Sekitaran pukul 11.33 tadi, aku mencoba menghilangkan jenuh tugas yang menumpuk dengan menjejaki rak buku SKK ganto. Membolak-balik satu tua tiga buku untuk mencari judul yang pas untuk menemani jenuh siang ini. Hampir setengah jam, aku berdiam dalam salah satu buku novel remaja menurutku. Bukan karena penulisnya remaja atau bagaiman, bagiku novel yang membahas cinta dalam khayalan adalah novel remaja. Ketika si tokoh utama mengagumi lelaki yang ia rasa tidak pantas atau sebanding dengannya yang kemudian akan meminangnya secara langsung pada waktunya. Mungkin, sebagian kalian tidak setuju dengan konsep ini, tapi bagiku tetap itulah kisah cinta remaja. Bukan berarti aku menunnafikan bahwa hal itu indah dan ada di kehidupan sehari-hari, tidak. Hanya saja bagiku hal itu adalah kisah cinta yang terlalu sempurna dan tidak bisa didapat oleh sembarangan orang dan hanya hidup dalam imajinasi remaja.
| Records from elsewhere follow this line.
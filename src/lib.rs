//! musicqna - Retrieval-grounded music theory question answering
//!
//! Answers questions from a curated curriculum of music-theory concepts.
//! Concepts are embedded once into a persisted bundle; queries are embedded
//! with the same model, matched by inner product, boosted by literal name and
//! alias matches, and handed to a hosted chat model with a prompt that
//! restricts the answer to the retrieved references.
//!
//! # Architecture
//!
//! - **curriculum**: concept records and the JSON loader
//! - **embedding**: embedder trait, candle sentence-embedding engine, bundle persistence
//! - **rag**: flat index, retriever lifecycle, alias re-ranking, prompt context, answer pipeline
//! - **llm**: chat-completion client
//! - **session**: knowledge-gap tracking and gap report analysis
//! - **eval**: retrieval evaluation against labelled node ids

pub mod errors;

// Re-export commonly used types
pub use errors::{QnaError, Result};

pub mod cli;
pub mod config;

// Data and embeddings
pub mod curriculum;
pub mod embedding;

// Retrieval-augmented answering
pub mod llm;
pub mod rag;
pub mod terms;

// Gap tracking and evaluation
pub mod eval;
pub mod session;
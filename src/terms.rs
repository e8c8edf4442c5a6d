//! Detection of English music-theory terms in a question

use regex::Regex;
use std::sync::OnceLock;

/// Terms recognised in queries, in reporting order
pub const MUSIC_TERMS: &[&str] = &[
    "Major",
    "minor",
    "Dominant",
    "Tonic",
    "Subdominant",
    "chord",
    "scale",
    "key",
    "triad",
    "seventh",
    "progression",
    "cadence",
    "resolution",
    "voice leading",
    "harmony",
    "diatonic",
    "non-diatonic",
    "secondary dominant",
    "tritone substitution",
];

fn patterns() -> &'static [(&'static str, Regex)] {
    static PATTERNS: OnceLock<Vec<(&'static str, Regex)>> = OnceLock::new();
    PATTERNS.get_or_init(|| {
        MUSIC_TERMS
            .iter()
            .filter_map(|term| {
                // `-` is not a word char, so guard it explicitly: "diatonic"
                // must not fire inside "non-diatonic".
                let pattern = format!(r"(?i)(?:^|[^\w-]){}(?:$|[^\w-])", regex::escape(term));
                Regex::new(&pattern).ok().map(|re| (*term, re))
            })
            .collect()
    })
}

/// Vocabulary terms occurring as whole words in `text`, case-insensitive
pub fn detect_terms(text: &str) -> Vec<String> {
    patterns()
        .iter()
        .filter(|(_, re)| re.is_match(text))
        .map(|(term, _)| term.to_string())
        .collect()
}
Aku tidak menuntut kalian untuk setuju ataupun mendeoat pendapatku, hanya saja itiu pandanganku.
Di sini aku ingin menyuarakan suara yang tak bersuara ini. Entah kenapa, membaca buku itu hanya membuatku galau. Dari jenuh pindah ke galau. Bukan karena aku juga memiliki kisah galau seperti itu. Tidak. Hanya saja, galau saja.

Kemudian aku berfikir, apa penyebab galau ini? apakah buku ini? cerita ini? atau hal lain yang tidak dapat ku lukiskan dalam kata untuk kalian yang membaca. Entah lah. Mungkin ini hal yang tidak terlalu penting. Aku hanya ingin menyampaikan “ AKU GALAU”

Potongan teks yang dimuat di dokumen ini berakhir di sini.